Pair this succulent Boiled Shrimp with garlic butter or cocktail sauce for a special appetizer or serve alongside a steak, atop a fresh green salad, or even alongside a large bowl of Alfredo.

Boiled Shrimp piled on a white platter, along with lemon wedges and drawn butter.

These fresh-boiled shrimp are a versatile seafood classic that’s a favorite year-round, and they’re far better than store-bought. Whether you’re planning a quick family supper, an impressive party appetizer, or an easy meal for summer gatherings, this foolproof method ensures juicy results every time.

Why You’ll Love This Boiled Shrimp Recipe

  • Quick and Easy: Ready in under 15 minutes with minimal ingredients.
  • Deliciously Juicy: Boiling in shell locks in flavor and moisture for tender results.
  • Versatile: Serve hot or cold as an appetizer, in salads, a main dish, or with sauces.
  • Crowd-Favorite: Ideal for entertaining or weeknight seafood dinners.
Stockpot of fresh shrimp after being boiled.

My sister and I loved going with Daddy to the docks when the fishing boats pulled in, and we’d always stop into the little store to buy fresh shrimp and the fish of the day.

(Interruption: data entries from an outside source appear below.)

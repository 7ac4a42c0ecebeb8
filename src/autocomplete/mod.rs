//! Autocomplete capability for search suggestions
//!
//! Providers that can complete partial queries implement [`AutoComplete`];
//! the aggregator fans a prefix out to all of them and merges the answers.

use crate::error::{Result, SearchError};
use async_trait::async_trait;
use std::collections::HashSet;
use tokio_util::sync::CancellationToken;

/// Completion of a partial query
#[async_trait]
pub trait AutoComplete: Send + Sync {
    /// Suggestions for `text`, most relevant first
    async fn auto_complete(&self, cancel: &CancellationToken, text: &str) -> Result<Vec<String>>;
}

/// Merged suggestions from several providers
#[derive(Debug, Clone, Default, PartialEq, Eq)]
pub struct Suggestions {
    /// Distinct suggestions, in provider order then in each provider's order
    pub items: Vec<String>,
    /// Last error reported by a provider, if any failed
    pub last_error: Option<SearchError>,
}

impl Suggestions {
    pub fn is_empty(&self) -> bool {
        self.items.is_empty()
    }

    /// Suggestions, or the last error if any provider failed
    pub fn into_result(self) -> Result<Vec<String>> {
        match self.last_error {
            Some(err) => Err(err),
            None => Ok(self.items),
        }
    }
}

/// Accumulates suggestions without duplicates, keeping first-seen order
#[derive(Debug, Default)]
pub(crate) struct SuggestionMerger {
    seen: HashSet<String>,
    out: Suggestions,
}

impl SuggestionMerger {
    pub(crate) fn extend(&mut self, items: Vec<String>) {
        for item in items {
            if self.seen.insert(item.clone()) {
                self.out.items.push(item);
            }
        }
    }

    pub(crate) fn fail(&mut self, err: SearchError) {
        self.out.last_error = Some(err);
    }

    pub(crate) fn finish(self) -> Suggestions {
        self.out
    }
}

/// Suggestions from an OpenSearch-style answer: `[query, [suggestions...], ...]`
pub fn parse_opensearch(json: &serde_json::Value) -> Result<Vec<String>> {
    let list = json
        .as_array()
        .and_then(|arr| arr.get(1))
        .and_then(|v| v.as_array())
        .ok_or_else(|| SearchError::Parse("unexpected suggestion format".to_string()))?;
    Ok(list
        .iter()
        .filter_map(|v| v.as_str().map(String::from))
        .collect())
}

Fast forward many years to my family’s beach visits, where so much has changed, yet the important things have stayed the same. There are still fish boats coming in with their catch in the afternoons, and the store at the docks still sells the catch of the day and shrimp by the pound.

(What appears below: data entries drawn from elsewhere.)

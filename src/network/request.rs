//! Outgoing request and captured response types

use crate::error::{Result, SearchError};
use std::collections::HashMap;

/// HTTP method
#[derive(Debug, Clone, Copy, PartialEq, Eq)]
pub enum HttpMethod {
    Get,
    Post,
}

/// HTTP request to be made on behalf of a provider
#[derive(Debug, Clone)]
pub struct HttpRequest {
    /// URL to request
    pub url: String,
    pub method: HttpMethod,
    pub headers: HashMap<String, String>,
    /// Query parameters
    pub params: HashMap<String, String>,
    /// Form body (POST only)
    pub form: Option<HashMap<String, String>>,
    pub cookies: HashMap<String, String>,
}

impl HttpRequest {
    fn with_method(url: impl Into<String>, method: HttpMethod) -> Self {
        Self {
            url: url.into(),
            method,
            headers: HashMap::new(),
            params: HashMap::new(),
            form: None,
            cookies: HashMap::new(),
        }
    }

    /// Create a GET request
    pub fn get(url: impl Into<String>) -> Self {
        Self::with_method(url, HttpMethod::Get)
    }

    /// Create a POST request
    pub fn post(url: impl Into<String>) -> Self {
        Self::with_method(url, HttpMethod::Post)
    }

    /// Add a header
    pub fn header(mut self, key: impl Into<String>, value: impl Into<String>) -> Self {
        self.headers.insert(key.into(), value.into());
        self
    }

    /// Add a query parameter
    pub fn param(mut self, key: impl Into<String>, value: impl Into<String>) -> Self {
        self.params.insert(key.into(), value.into());
        self
    }

    /// Replace the query parameters
    pub fn params(mut self, params: HashMap<String, String>) -> Self {
        self.params = params;
        self
    }

    /// Send form data (content-type form-urlencoded)
    pub fn form(mut self, data: HashMap<String, String>) -> Self {
        self.form = Some(data);
        self
    }

    /// Add a cookie
    pub fn cookie(mut self, key: impl Into<String>, value: impl Into<String>) -> Self {
        self.cookies.insert(key.into(), value.into());
        self
    }

    /// Cookie header value, if any cookies are set
    pub(crate) fn cookie_header(&self) -> Option<String> {
        if self.cookies.is_empty() {
            return None;
        }
        let mut pairs: Vec<_> = self
            .cookies
            .iter()
            .map(|(k, v)| format!("{}={}", k, v))
            .collect();
        pairs.sort();
        Some(pairs.join("; "))
    }
}

/// HTTP response captured from upstream
#[derive(Debug)]
pub struct HttpResponse {
    pub status: u16,
    pub headers: HashMap<String, String>,
    /// Response body as text
    pub text: String,
    /// Final URL (after redirects)
    pub url: String,
}

impl HttpResponse {
    /// Parse response as JSON
    pub fn json<T: serde::de::DeserializeOwned>(&self) -> Result<T> {
        serde_json::from_str(&self.text).map_err(|e| SearchError::Parse(e.to_string()))
    }

    /// Check if response is successful (2xx)
    pub fn is_success(&self) -> bool {
        (200..300).contains(&self.status)
    }

    /// Check if the body looks like a bot-detection page
    pub fn is_captcha(&self) -> bool {
        self.text.contains("captcha")
            || self.text.contains("CAPTCHA")
            || self.text.contains("unusual traffic")
            || self.text.contains("automated requests")
    }

    /// Turn a non-2xx response into an error
    pub fn error_for_status(self) -> Result<Self> {
        if self.is_success() {
            Ok(self)
        } else {
            Err(SearchError::status(self.status))
        }
    }
}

One of the easiest ways to prepare fresh shrimp is to boil it. For my boiled shrimp, I prefer to keep it simple. Just a few simple yet essential ingredients are needed. In less than 15 minutes, succulent, sweet, and tender shrimp will be ready for serving or use in any recipe that calls for cooked shrimp! I love to serve it with either my garlic butter sauce (recipe included below) or scrumptious cocktail sauce (or BOTH!)

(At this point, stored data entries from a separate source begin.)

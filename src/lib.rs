//! metasearch-rs: a metasearch core written in Rust
//!
//! Queries several search providers at once, interleaves their result
//! streams round-robin, and lets callers stop and later resume the merged
//! stream through a single opaque token.

pub mod autocomplete;
pub mod config;
pub mod error;
pub mod locales;
pub mod metrics;
pub mod network;
pub mod providers;
pub mod results;
pub mod search;

pub use autocomplete::{AutoComplete, Suggestions};
pub use config::Settings;
pub use error::{Result, SearchError};
pub use providers::{Provider, ProviderRegistry};
pub use results::SearchResult;
pub use search::{Aggregator, MergeIterator, ResultIterator, SearchRequest, Token};

/// Application version
pub const VERSION: &str = env!("CARGO_PKG_VERSION");

/// Default timeout for provider requests in seconds
pub const DEFAULT_TIMEOUT: u64 = 5;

By following this simple recipe and the tips I’ve included, you will have the most delicious, perfect boiled shrimp every time!

How to Make Boiled Shrimp

Ingredients

Be sure to see the recipe card below for the full listing of ingredients, instructions, notes, and estimated nutritional information.

Boiled Shrimp

  • Water
  • Kosher salt: I use Diamond Crystal Kosher Salt. If you substitute with Morton’s Kosher salt, fine sea salt, or table salt, you will only need half the amount of the salt called for in the recipe. 
  • Large shrimp: Fresh raw shrimp with the shell on for the best flavor. I give options for using frozen shrimp below.
  • Lemons: I like to add lemon wedges for serving.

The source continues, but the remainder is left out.